Ogni settimana viene scelta una immagine realizzata da uno dei nostri associati. L’immagine è accompagnata dalla descrizione del tipo di soggetto e le sue caratteristiche e, inoltre, vengono riportati i dettagli di ripresa (tipo di strumentazione impiegata, n° di pose, ecc.).
L’immagine proposta questa settimana è un resto di Supernova, la nebulosa M1, realizzata da Vittorio Liberti.
Ecco uno degli oggetti più iconici del cielo notturno: La nebulosa Granchio (M1 o NGC1952), nella costellazione del Toro, esattamente sopra Orione, un resto di Supernova!
Immaginate di tornare indietro di quasi mille anni, precisamente al 4 luglio 1054. Gli astronomi cinesi, con occhi sgranati, osservarono un evento straordinario: una stella luminosissima, così brillante da essere visibile anche di giorno per ben 23 giorni! Questo fenomeno, che oggi sappiamo essere stata un’esplosione di supernova, fu registrato nei loro annali.
Sebbene non siano state trovate testimonianze dirette come quelle cinesi, che contengono date precise e descrizioni dettagliate dell’evento, gli astronomi arabi hanno sicuramente osservato la supernova. Le ragioni per cui le loro testimonianze potrebbero essere meno dettagliate rispetto a quelle cinesi sono molteplici
E gli astronomi europei??? Possibile che per quasi un mese in Europa il meteo sia stato sempre nuvoloso da Nord a Sud e, quindi, nessuno abbia osservato quell’esplosione? Purtroppo non abbiamo una risposta a tale domanda ma possiamo solo fare qualche ipotesi. Una ragione potrebbe essere che, considerato il periodo storico, le osservazioni astronomiche fossero state messe in secondo piano. Un’altra ragione potrebbe invece essere legata a motivi religiosi e filosofici. L’assenza di registrazioni sistematiche dell’esplosione della supernova in Europa non significa necessariamente che l’evento sia stato però ignorato o era assolutamente contro i dogmi religiosi (che prevedevano l’immutabilità del cielo e una “nuova” stella andava forse in contrasto con tale dogma…ma è solo un’ipotesi).
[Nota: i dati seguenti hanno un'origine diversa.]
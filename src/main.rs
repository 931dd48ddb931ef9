//! Unit harness CLI entry point

fn main() {
    // Structured logging with env-based filter, defaulting to warn; stdout is reserved for the report
    let _ = tracing_subscriber::fmt()
        .with_env_filter(
            tracing_subscriber::EnvFilter::try_from_default_env()
                .unwrap_or_else(|_| tracing_subscriber::EnvFilter::new("warn")),
        )
        .with_writer(std::io::stderr)
        .try_init();

    unit_harness::cli::run();
}
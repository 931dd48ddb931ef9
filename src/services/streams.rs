//! Byte streams handed to a unit.
//!
//! A stream handle is shared: the unit writes through its clone while the run's [`ResourceTracker`] keeps another
//! so finalization can close it whether or not the unit ever does. Once closed, a handle refuses further I/O.
//!
//! [`ResourceTracker`]: crate::tracker::ResourceTracker

use std::fs::File;
use std::io::{self, BufReader, BufWriter, Read, Write};
use std::path::{Path, PathBuf};
use std::sync::Arc;

use harness_core::{StreamRole, artifacts};
use parking_lot::Mutex;

use crate::error::{HarnessError, HarnessResult};
use crate::run::context::RunContext;
use crate::tracker::TrackedHandle;

fn closed_error(name: &str) -> io::Error {
    io::Error::new(io::ErrorKind::BrokenPipe, format!("stream '{name}' is closed"))
}

struct WriteState {
    name: String,
    path: PathBuf,
    role: StreamRole,
    writer: Mutex<Option<BufWriter<File>>>,
}

impl TrackedHandle for WriteState {
    fn name(&self) -> &str {
        &self.name
    }

    fn close(&self) -> io::Result<()> {
        match self.writer.lock().take() {
            Some(mut writer) => writer.flush(),
            None => Ok(()),
        }
    }

    fn is_closed(&self) -> bool {
        self.writer.lock().is_none()
    }
}

/// Output or work-in-progress stream created through [`WriteStreamManager`].
#[derive(Clone)]
pub struct WriteStream {
    state: Arc<WriteState>,
}

impl WriteStream {
    pub fn name(&self) -> &str {
        &self.state.name
    }

    pub fn path(&self) -> &Path {
        &self.state.path
    }

    pub fn role(&self) -> StreamRole {
        self.state.role
    }

    /// Flush and close. Closing twice is fine.
    pub fn close(&self) -> io::Result<()> {
        self.state.close()
    }

    pub fn is_closed(&self) -> bool {
        self.state.is_closed()
    }
}

impl Write for WriteStream {
    fn write(&mut self, buf: &[u8]) -> io::Result<usize> {
        match self.state.writer.lock().as_mut() {
            Some(writer) => writer.write(buf),
            None => Err(closed_error(&self.state.name)),
        }
    }

    fn flush(&mut self) -> io::Result<()> {
        match self.state.writer.lock().as_mut() {
            Some(writer) => writer.flush(),
            None => Err(closed_error(&self.state.name)),
        }
    }
}

struct ReadState {
    name: String,
    path: PathBuf,
    reader: Mutex<Option<BufReader<File>>>,
}

impl TrackedHandle for ReadState {
    fn name(&self) -> &str {
        &self.name
    }

    fn close(&self) -> io::Result<()> {
        self.reader.lock().take();
        Ok(())
    }

    fn is_closed(&self) -> bool {
        self.reader.lock().is_none()
    }
}

/// Read-only stream over a file.
#[derive(Clone)]
pub struct ReadStream {
    state: Arc<ReadState>,
}

impl ReadStream {
    pub(crate) fn open(path: &Path) -> io::Result<Self> {
        let file = File::open(path)?;
        let name = path
            .file_name()
            .map(|n| n.to_string_lossy().into_owned())
            .unwrap_or_default();
        Ok(Self {
            state: Arc::new(ReadState {
                name,
                path: path.to_path_buf(),
                reader: Mutex::new(Some(BufReader::new(file))),
            }),
        })
    }

    pub fn name(&self) -> &str {
        &self.state.name
    }

    pub fn path(&self) -> &Path {
        &self.state.path
    }

    pub fn close(&self) {
        self.state.reader.lock().take();
    }

    pub fn is_closed(&self) -> bool {
        self.state.is_closed()
    }

    /// Whether two handles refer to the same underlying stream.
    pub fn same_stream(&self, other: &ReadStream) -> bool {
        Arc::ptr_eq(&self.state, &other.state)
    }

    pub(crate) fn tracked(&self) -> Arc<dyn TrackedHandle> {
        self.state.clone()
    }
}

impl Read for ReadStream {
    fn read(&mut self, buf: &mut [u8]) -> io::Result<usize> {
        match self.state.reader.lock().as_mut() {
            Some(reader) => reader.read(buf),
            None => Err(closed_error(&self.state.name)),
        }
    }
}

/// Creates the unit's output and work-in-progress streams.
#[derive(Clone)]
pub struct WriteStreamManager {
    ctx: Arc<RunContext>,
}

impl WriteStreamManager {
    pub(crate) fn new(ctx: Arc<RunContext>) -> Self {
        Self { ctx }
    }

    /// Create (truncating) `name` in the directory selected by `role` and register it for closure.
    ///
    /// `role` is a tag: `"wip"` selects the working directory, anything else the output directory. Names that
    /// collide with a harness artifact, in any case, are refused and nothing is registered.
    pub fn get_write_stream(&self, name: &str, role: &str) -> HarnessResult<WriteStream> {
        if artifacts::is_reserved_name(name) {
            return Err(HarnessError::ReservedName { name: name.to_string() });
        }
        require_plain_name(name)?;
        if self.ctx.is_closed() {
            return Err(HarnessError::RunFinalized);
        }

        let role = StreamRole::from_tag(role);
        if role == StreamRole::FinalOutput {
            let requested = self.ctx.note_output_stream();
            if requested > 1 {
                tracing::debug!(requested, name, "more than one output stream requested");
            }
        }

        let path = self.ctx.dirs.for_role(role).join(name);
        let file = File::create(&path).map_err(|e| HarnessError::io(format!("creating {}", path.display()), e))?;
        let state = Arc::new(WriteState {
            name: name.to_string(),
            path,
            role,
            writer: Mutex::new(Some(BufWriter::new(file))),
        });
        self.ctx.tracker.register(state.clone());

        Ok(WriteStream { state })
    }

    /// Open a stream over a file previously written in the directory selected by `role`.
    pub fn get_read_stream(&self, name: &str, role: &str) -> HarnessResult<ReadStream> {
        require_plain_name(name)?;
        let path = self.ctx.dirs.for_role(StreamRole::from_tag(role)).join(name);
        ReadStream::open(&path).map_err(|e| HarnessError::io(format!("opening {}", path.display()), e))
    }
}

/// Stream names are single file names; anything that could resolve outside the role directory is refused.
fn require_plain_name(name: &str) -> HarnessResult<()> {
    if artifacts::is_plain_file_name(name) {
        Ok(())
    } else {
        Err(HarnessError::InvalidStreamName { name: name.to_string() })
    }
}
La stella che ha dato origine a M1, dopo aver consumato tutto il suo combustibile nucleare, collassò su se stessa in una catastrofica esplosione. L’onda d’urto provocata da questo evento spaventoso eiettò verso l’esterno gran parte della materia costituente i vari strati della stella creando così una nebulosa in espansione: la Nebulosa Granchio (chiamata così perché le prime rappresentazioni artistiche la facevano somigliare al carapace di un granchio…nome che è poi rimasto).
Di che tipologia di stella si trattava? Sicuramente una stella MOLTO più massiccia del Sole, almeno 8 masse solari!
Oggi, la Nebulosa del Granchio è uno degli oggetti più studiati dagli astronomi di tutto il mondo. La sua forma irregolare e i filamenti luminosi che la compongono la rendono un’opera d’arte cosmica unica nel suo genere.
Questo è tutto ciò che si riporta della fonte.